Als unabhängige, linksgerichtete Tageszeitung hat die taz Jahrzehnte in einem hart umkämpften Medienmarkt überstanden. Heute richtet die Führung ihren Blick auf die Nachfolgeplanung, um sicherzustellen, dass die Zeitung auch künftigen Generationen erhalten bleibt.
Ein zentrales Instrument dieser Strategie ist die taz Panter Stiftung. Sie ermöglicht es Fördernden, steuerbegünstigte Vermächtnisse zu hinterlassen, die junge Journalist:innen, investigativen Journalismus und Hilfe für verfolgte Medienarbeiter:innen finanzieren. Leser:innen können die Stiftung in ihrem Testament als Begünstigte einsetzen und so gezielt finanzielle Zuwendungen für ihre Ziele bereitstellen.
Eine weitere Möglichkeit bietet das Genossenschaftsmodell der taz. Unterstützer:innen können Anteile an der Zeitung zu Lebzeiten oder im Erbfall übertragen oder vererben. Dadurch bleiben die Mittel dauerhaft mit der taz verbunden und stärken ihre wirtschaftliche Stabilität. Dieser Ansatz gibt treuen Leser:innen eine direkte Möglichkeit, über Abonnements oder Spenden hinaus einen Beitrag zu leisten.
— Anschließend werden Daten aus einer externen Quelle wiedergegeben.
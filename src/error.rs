//! Application error type and its HTTP rendering.
//!
//! Errors render as short `text/plain` bodies. Backend details go to the
//! log, not to the client.

use axum::{
    http::{StatusCode, header},
    response::{IntoResponse, Response},
};
use thiserror::Error;

use crate::api::response::TEXT_PLAIN;
use crate::domain::repositories::StoreError;

#[derive(Debug, Error)]
pub enum AppError {
    /// The request cannot be served as addressed (e.g. no `Host`).
    #[error("{0}")]
    BadRequest(String),

    /// The mapping store could not be reached or timed out.
    #[error(transparent)]
    StoreUnavailable(StoreError),

    /// Every generated code collided with an existing mapping.
    #[error("no free short code after {attempts} attempts")]
    CodeSpaceExhausted { attempts: usize },

    #[error("internal error: {0}")]
    Internal(String),
}

impl From<StoreError> for AppError {
    fn from(e: StoreError) -> Self {
        if e.is_transient() {
            Self::StoreUnavailable(e)
        } else {
            Self::Internal(e.to_string())
        }
    }
}

impl AppError {
    pub fn status(&self) -> StatusCode {
        match self {
            Self::BadRequest(_) => StatusCode::BAD_REQUEST,
            Self::StoreUnavailable(_) => StatusCode::SERVICE_UNAVAILABLE,
            Self::CodeSpaceExhausted { .. } | Self::Internal(_) => {
                StatusCode::INTERNAL_SERVER_ERROR
            }
        }
    }

    /// Client-facing message; never includes backend detail.
    fn public_message(&self) -> String {
        match self {
            Self::BadRequest(message) => message.clone(),
            Self::StoreUnavailable(_) => "Mapping store unavailable".to_string(),
            Self::CodeSpaceExhausted { .. } | Self::Internal(_) => {
                "Internal server error".to_string()
            }
        }
    }
}

impl IntoResponse for AppError {
    fn into_response(self) -> Response {
        let status = self.status();
        if status.is_server_error() {
            tracing::error!(error = %self, "request failed");
        }

        (
            status,
            [(header::CONTENT_TYPE, TEXT_PLAIN)],
            self.public_message(),
        )
            .into_response()
    }
}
Mit dem bevorstehenden 40-jährigen Jubiläum schafft die taz Strukturen, die über ihre Gründergeneration hinaus Beständigkeit gewährleisten. Die taz Panter Stiftung und das anteilsbasierte Fördermodell bieten klare Wege, wie Unterstützer:innen ein bleibendes Erbe hinterlassen können. Diese Maßnahmen sollen die Unabhängigkeit und die journalistischen Werte der Zeitung auch in den kommenden Jahren schützen.